A obra de Woody Allen tem vindo a assumir, à medida que cada filme se vem acrescentar a um "corpus" coerente, quase a dimensão de um filme único, que se desdobra em tomos sucessivas, com inteligíveis rimas internas e remissões para vertentes diversas do seu talento.

Independentemente do maior ou menor acerto de um objecto em particular é da necessidade de uma visão de conjunto que se trata, unificada pela presença obsessiva de uma Nova Iorque física e idealizada e pela capacidade de insistemente interrogar a sua própria constância. Porque se trata de um autor, na definitiva acepção do conceito, cada novo filme vem, pois, trazer a urgência de uma "arrumação" e a possibilidade de uma revisão.

Assim, filmes outrora conotados com meras revisitas a universos alheios, ganharam, com o tempo, uma consistência e uma centralidade que convém realçar: "Interiors" (1978), muitas vezes considerado um "pastiche" de Bergman, venceu o teste do tempo e constitui peça fulcral do "puzzle" alleniano; "Stardust Memories" (1980), uma espécie de resposta pessoal a "Fellini 8 ", transporta para a universalidade da sua descontextualização cultural a essência de um processo criativo em constante devir.

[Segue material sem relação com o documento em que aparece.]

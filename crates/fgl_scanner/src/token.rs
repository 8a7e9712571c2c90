//! Tokens produced by the scanner.

use fgl_ast::types::TokenFlags;
use fgl_ast::{TokenCategory, TokenKind};
use fgl_core::text::{TextPos, TextSpan};
use std::borrow::Cow;

/// A scanned token. `text` is the exact source slice, so concatenating the
/// text of every token from a verbatim scan reproduces the input.
#[derive(Debug, Clone, PartialEq, Eq)]
pub struct Token {
    pub kind: TokenKind,
    /// Character offsets, end exclusive.
    pub pos: TextPos,
    pub end: TextPos,
    pub text: String,
    pub flags: TokenFlags,
}

impl Token {
    /// A token with no text or flags yet.
    pub fn new(kind: TokenKind, pos: TextPos, end: TextPos) -> Self {
        Self {
            kind,
            pos,
            end,
            text: String::new(),
            flags: TokenFlags::default(),
        }
    }

    pub fn with_text(mut self, text: impl Into<String>) -> Self {
        self.text = text.into();
        self
    }

    /// Zero-width `EndOfFile` at `pos`.
    pub fn end_of_file(pos: TextPos) -> Self {
        Self::new(TokenKind::EndOfFile, pos, pos)
    }

    pub fn span(&self) -> TextSpan {
        TextSpan::from_bounds(self.pos, self.end)
    }

    pub fn category(&self) -> TokenCategory {
        self.kind.category()
    }

    /// Set when a line break sits between this token and the previous
    /// significant one.
    pub fn has_preceding_line_break(&self) -> bool {
        self.flags.contains(TokenFlags::PRECEDING_LINE_BREAK)
    }

    /// The normalized value: lowercase text for keywords, the unquoted and
    /// unescaped contents for strings, the source text otherwise.
    pub fn value(&self) -> Cow<'_, str> {
        if let Some(keyword) = self.kind.keyword_text() {
            return Cow::Borrowed(keyword);
        }
        if self.kind == TokenKind::StringLiteral {
            return Cow::Owned(unquote(&self.text, self.flags.contains(TokenFlags::UNTERMINATED)));
        }
        Cow::Borrowed(&self.text)
    }
}

fn unquote(text: &str, unterminated: bool) -> String {
    let mut chars = text.chars();
    chars.next();
    if !unterminated {
        chars.next_back();
    }
    let mut out = String::with_capacity(text.len());
    while let Some(ch) = chars.next() {
        let unescaped = match ch {
            '\\' => match chars.next() {
                Some('n') => '\n',
                Some('t') => '\t',
                Some('r') => '\r',
                Some(other) => other,
                None => '\\',
            },
            _ => ch,
        };
        out.push(unescaped);
    }
    out
}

Claro que os filmes de fusão (entre Bergman e Fellini, já com a originalidade incontestável do cineasta) permanecem intocados na sua "beleza útil": "Annie Hall" (1977), seleccionado pela Academia para o óscar da consagração (a partir daí, apenas o Allen argumentista e fabuloso director de actrizes mereceria igual distinção), constitui ainda referência para a crítica americana; "Manhattan" (1979) aplicava ao conjunto das suas reconhecíveis paranóias uma imagem de marca, unindo paisagem e música, psicanálise e humor, seriedade e paródia, uma matriz para futuros denvolvimentos e variações.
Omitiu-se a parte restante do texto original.